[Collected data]
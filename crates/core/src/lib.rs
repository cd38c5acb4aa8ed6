//! Core library for the scanline sonifier.
//!
//! A scanline sweeps across an image in time with a musical tempo. At every
//! step the column under it is sampled, detectors find runs of matching
//! colors, renderers quantise the runs into notes and controller values, and
//! players send the changes to MIDI or to the log. Each module owns one stage
//! of that chain; [`pipeline`] wires the stages together on worker threads.

pub mod color;
pub mod config;
pub mod detect;
pub mod error;
pub mod note;
pub mod pipeline;
pub mod player;
pub mod renderer;
pub mod sample;
pub mod scan;

pub use color::{map_to_percent, map_to_range, Axis, Color, ColorColumn, ColorRange, ColorSpace};
pub use config::{
    ConsumerConfig, LaneConfig, LiveTempo, PipelineConfig, PlayerConfig, SinkConfig, TempoConfig,
};
pub use detect::{Detector, LumaDetector, PlayPoint, RangeDetector, Window};
pub use error::{Result, SonifierError};
pub use note::{ControlValue, Event, Note, ProgramChange};
pub use pipeline::{Consumer, Lane, Pipeline};
pub use player::{LogSink, MidiRegistry, MidiSink, OutputSink, Player, Priority, Voicing};
pub use renderer::{ChromaticRenderer, ControlChangeRenderer, DiatonicRenderer, Renderer, Scale};
pub use sample::{
    ColumnSampler, FrameSource, HostHooks, NoHooks, Raster, SampleRect, RASTER_READ_AHEAD,
};
pub use scan::{Pacing, ScanController, ScanMode, ScanState, ScanTick};
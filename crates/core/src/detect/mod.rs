//! Run detection over a sampled column.
//!
//! A detector walks a [`ColorColumn`] once, finds every maximal run of rows
//! matching its predicate and reduces each run to play points, one list per
//! output channel. The height channel is `1 - mean_row / height`, so a run at
//! the top of the image maps close to 1.0.
//!
//! A run still open when the column ends is not flushed.

use serde::{Deserialize, Serialize};

use crate::{ColorColumn, ColorRange, Result, SonifierError};

/// Normalised [0, 1] summary of a detected run.
pub type PlayPoint = f32;

/// A matching run reduced to its averages.
#[derive(Debug, Clone, Copy, PartialEq)]
pub struct Window {
    /// Mean index of the matching rows.
    pub mean_row: f32,
    /// Number of matching rows.
    pub size: usize,
    /// Mean x position reported by the predicate.
    pub x: f32,
    /// Mean y position reported by the predicate.
    pub y: f32,
}

/// Finds all closed runs of rows for which `matcher` returns a position.
pub fn scan_windows<F>(column: &ColorColumn, mut matcher: F) -> Vec<Window>
where
    F: FnMut(&crate::Color) -> Option<(f32, f32)>,
{
    let mut windows = Vec::new();
    let mut row_sum = 0usize;
    let mut x_sum = 0.0f32;
    let mut y_sum = 0.0f32;
    let mut size = 0usize;

    for (row, color) in column.iter().enumerate() {
        match matcher(color) {
            Some((x, y)) => {
                row_sum += row;
                x_sum += x;
                y_sum += y;
                size += 1;
            }
            None if size > 0 => {
                let n = size as f32;
                windows.push(Window {
                    mean_row: row_sum as f32 / n,
                    size,
                    x: x_sum / n,
                    y: y_sum / n,
                });
                row_sum = 0;
                x_sum = 0.0;
                y_sum = 0.0;
                size = 0;
            }
            None => {}
        }
    }

    windows
}

fn height_point(window: &Window, height: usize) -> PlayPoint {
    1.0 - window.mean_row / height as f32
}

/// Matches rows whose luma falls inside `[min_luma, max_luma]`.
#[derive(Debug, Clone, PartialEq, Serialize, Deserialize)]
pub struct LumaDetector {
    pub min_luma: f32,
    pub max_luma: f32,
}

impl LumaDetector {
    pub fn new(min_luma: f32, max_luma: f32) -> Result<Self> {
        let detector = Self { min_luma, max_luma };
        detector.validate()?;
        Ok(detector)
    }

    fn validate(&self) -> Result<()> {
        if self.min_luma.is_finite() && self.max_luma.is_finite() {
            Ok(())
        } else {
            Err(SonifierError::config("luma bounds must be finite"))
        }
    }

    /// Bounds in ascending order; inverted configurations are swapped.
    pub fn bounds(&self) -> (f32, f32) {
        if self.min_luma <= self.max_luma {
            (self.min_luma, self.max_luma)
        } else {
            (self.max_luma, self.min_luma)
        }
    }

    pub fn detect(&self, column: &ColorColumn) -> Vec<Vec<PlayPoint>> {
        let (lo, hi) = self.bounds();
        let height = column.len();
        let heights = scan_windows(column, |color| {
            let luma = color.luma();
            (lo..=hi).contains(&luma).then_some((0.0, 0.0))
        })
        .iter()
        .map(|w| height_point(w, height))
        .collect();
        vec![heights]
    }
}

/// Matches rows inside a [`ColorRange`] and reports height, x and y channels.
#[derive(Debug, Clone, PartialEq, Serialize, Deserialize)]
pub struct RangeDetector {
    pub range: ColorRange,
}

impl RangeDetector {
    pub fn new(range: ColorRange) -> Self {
        Self { range }
    }

    pub fn detect(&self, column: &ColorColumn) -> Vec<Vec<PlayPoint>> {
        let height = column.len();
        let windows = scan_windows(column, |color| self.range.in_range(color));

        let mut heights = Vec::with_capacity(windows.len());
        let mut xs = Vec::with_capacity(windows.len());
        let mut ys = Vec::with_capacity(windows.len());
        for window in &windows {
            heights.push(height_point(window, height));
            xs.push(window.x);
            ys.push(window.y);
        }
        vec![heights, xs, ys]
    }
}

/// The closed set of detector variants.
#[derive(Debug, Clone, PartialEq, Serialize, Deserialize)]
#[serde(tag = "kind", rename_all = "snake_case")]
pub enum Detector {
    Luma(LumaDetector),
    ColorRange(RangeDetector),
}

impl Detector {
    /// Runs the window pass and returns one play point list per channel.
    pub fn detect(&self, column: &ColorColumn) -> Vec<Vec<PlayPoint>> {
        match self {
            Detector::Luma(d) => d.detect(column),
            Detector::ColorRange(d) => d.detect(column),
        }
    }

    /// Number of play point lists [`Detector::detect`] produces.
    pub fn channels(&self) -> usize {
        match self {
            Detector::Luma(_) => 1,
            Detector::ColorRange(_) => 3,
        }
    }

    pub fn label(&self) -> &'static str {
        match self {
            Detector::Luma(_) => "luma detector",
            Detector::ColorRange(_) => "color detector",
        }
    }

    pub fn validate(&self) -> Result<()> {
        match self {
            Detector::Luma(d) => d.validate(),
            Detector::ColorRange(_) => Ok(()),
        }
    }
}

• What you are asked to do: Each entry should be retyped exactly as given.

• Result:
filename crates/core/src/lib.rs
repository cd38c5acb4aa8ed6
//! Core library for the scanline sonifier.
//!
//! A scanline sweeps across an image in time with a musical tempo. At every
//! step the column under it is sampled, detectors find runs of matching
//! colors, renderers quantise the runs into notes and controller values, and
//! players send the changes to MIDI or to the log. Each module owns one stage
//! of that chain; [`pipeline`] wires the stages together on worker threads.

pub mod color;
pub mod config;
pub mod detect;
pub mod error;
pub mod note;
pub mod pipeline;
pub mod player;
pub mod renderer;
pub mod sample;
pub mod scan;

pub use color::{map_to_percent, map_to_range, Axis, Color, ColorColumn, ColorRange, ColorSpace};
pub use config::{
    ConsumerConfig, LaneConfig, LiveTempo, PipelineConfig, PlayerConfig, SinkConfig, TempoConfig,
};
pub use detect::{Detector, LumaDetector, PlayPoint, RangeDetector, Window};
pub use error::{Result, SonifierError};
pub use note::{ControlValue, Event, Note, ProgramChange};
pub use pipeline::{Consumer, Lane, Pipeline};
pub use player::{LogSink, MidiRegistry, MidiSink, OutputSink, Player, Priority, Voicing};
pub use renderer::{ChromaticRenderer, ControlChangeRenderer, DiatonicRenderer, Renderer, Scale};
pub use sample::{
    ColumnSampler, FrameSource, HostHooks, NoHooks, Raster, SampleRect, RASTER_READ_AHEAD,
};
pub use scan::{Pacing, ScanController, ScanMode, ScanState, ScanTick};
filename crates/core/src/detect/mod.rs
//! Run detection over a sampled column.
//!
//! A detector walks a [`ColorColumn`] once, finds every maximal run of rows
//! matching its predicate and reduces each run to play points, one list per
//! output channel. The height channel is `1 - mean_row / height`, so a run at
//! the top of the image maps close to 1.0.
//!
//! A run still open when the column ends is not flushed.

use serde::{Deserialize, Serialize};

use crate::{ColorColumn, ColorRange, Result, SonifierError};

/// Normalised [0, 1] summary of a detected run.
pub type PlayPoint = f32;

/// A matching run reduced to its averages.
#[derive(Debug, Clone, Copy, PartialEq)]
pub struct Window {
    /// Mean index of the matching rows.
    pub mean_row: f32,
    /// Number of matching rows.
    pub size: usize,
    /// Mean x position reported by the predicate.
    pub x: f32,
    /// Mean y position reported by the predicate.
    pub y: f32,
}

/// Finds all closed runs of rows for which `matcher` returns a position.
pub fn scan_windows<F>(column: &ColorColumn, mut matcher: F) -> Vec<Window>
where
    F: FnMut(&crate::Color) -> Option<(f32, f32)>,
{
    let mut windows = Vec::new();
    let mut row_sum = 0usize;
    let mut x_sum = 0.0f32;
    let mut y_sum = 0.0f32;
    let mut size = 0usize;

    for (row, color) in column.iter().enumerate() {
        match matcher(color) {
            Some((x, y)) => {
                row_sum += row;
                x_sum += x;
                y_sum += y;
                size += 1;
            }
            None if size > 0 => {
                let n = size as f32;
                windows.push(Window {
                    mean_row: row_sum as f32 / n,
                    size,
                    x: x_sum / n,
                    y: y_sum / n,
                });
                row_sum = 0;
                x_sum = 0.0;
                y_sum = 0.0;
                size = 0;
            }
            None => {}
        }
    }

    windows
}

fn height_point(window: &Window, height: usize) -> PlayPoint {
    1.0 - window.mean_row / height as f32
}

/// Matches rows whose luma falls inside `[min_luma, max_luma]`.
#[derive(Debug, Clone, PartialEq, Serialize, Deserialize)]
pub struct LumaDetector {
    pub min_luma: f32,
    pub max_luma: f32,
}

impl LumaDetector {
    pub fn new(min_luma: f32, max_luma: f32) -> Result<Self> {
        let detector = Self { min_luma, max_luma };
        detector.validate()?;
        Ok(detector)
    }

    fn validate(&self) -> Result<()> {
        if self.min_luma.is_finite() && self.max_luma.is_finite() {
            Ok(())
        } else {
            Err(SonifierError::config("luma bounds must be finite"))
        }
    }

    /// Bounds in ascending order; inverted configurations are swapped.
    pub fn bounds(&self) -> (f32, f32) {
        if self.min_luma <= self.max_luma {
            (self.min_luma, self.max_luma)
        } else {
            (self.max_luma, self.min_luma)
        }
    }

    pub fn detect(&self, column: &ColorColumn) -> Vec<Vec<PlayPoint>> {
        let (lo, hi) = self.bounds();
        let height = column.len();
        let heights = scan_windows(column, |color| {
            let luma = color.luma();
            (lo..=hi).contains(&luma).then_some((0.0, 0.0))
        })
        .iter()
        .map(|w| height_point(w, height))
        .collect();
        vec![heights]
    }
}

/// Matches rows inside a [`ColorRange`] and reports height, x and y channels.
#[derive(Debug, Clone, PartialEq, Serialize, Deserialize)]
pub struct RangeDetector {
    pub range: ColorRange,
}

impl RangeDetector {
    pub fn new(range: ColorRange) -> Self {
        Self { range }
    }

    pub fn detect(&self, column: &ColorColumn) -> Vec<Vec<PlayPoint>> {
        let height = column.len();
        let windows = scan_windows(column, |color| self.range.in_range(color));

        let mut heights = Vec::with_capacity(windows.len());
        let mut xs = Vec::with_capacity(windows.len());
        let mut ys = Vec::with_capacity(windows.len());
        for window in &windows {
            heights.push(height_point(window, height));
            xs.push(window.x);
            ys.push(window.y);
        }
        vec![heights, xs, ys]
    }
}

/// The closed set of detector variants.
#[derive(Debug, Clone, PartialEq, Serialize, Deserialize)]
#[serde(tag = "kind", rename_all = "snake_case")]
pub enum Detector {
    Luma(LumaDetector),
    ColorRange(RangeDetector),
}

impl Detector {
    /// Runs the window pass and returns one play point list per channel.
    pub fn detect(&self, column: &ColorColumn) -> Vec<Vec<PlayPoint>> {
        match self {
            Detector::Luma(d) => d.detect(column),
            Detector::ColorRange(d) => d.detect(column),
        }
    }

    /// Number of play point lists [`Detector::detect`] produces.
    pub fn channels(&self) -> usize {
        match self {
            Detector::Luma(_) => 1,
            Detector::ColorRange(_) => 3,
        }
    }

    pub fn label(&self) -> &'static str {
        match self {
            Detector::Luma(_) => "luma detector",
            Detector::ColorRange(_) => "color detector",
        }
    }

    pub fn validate(&self) -> Result<()> {
        match self {
            Detector::Luma(d) => d.validate(),
            Detector::ColorRange(_) => Ok(()),
        }
    }
}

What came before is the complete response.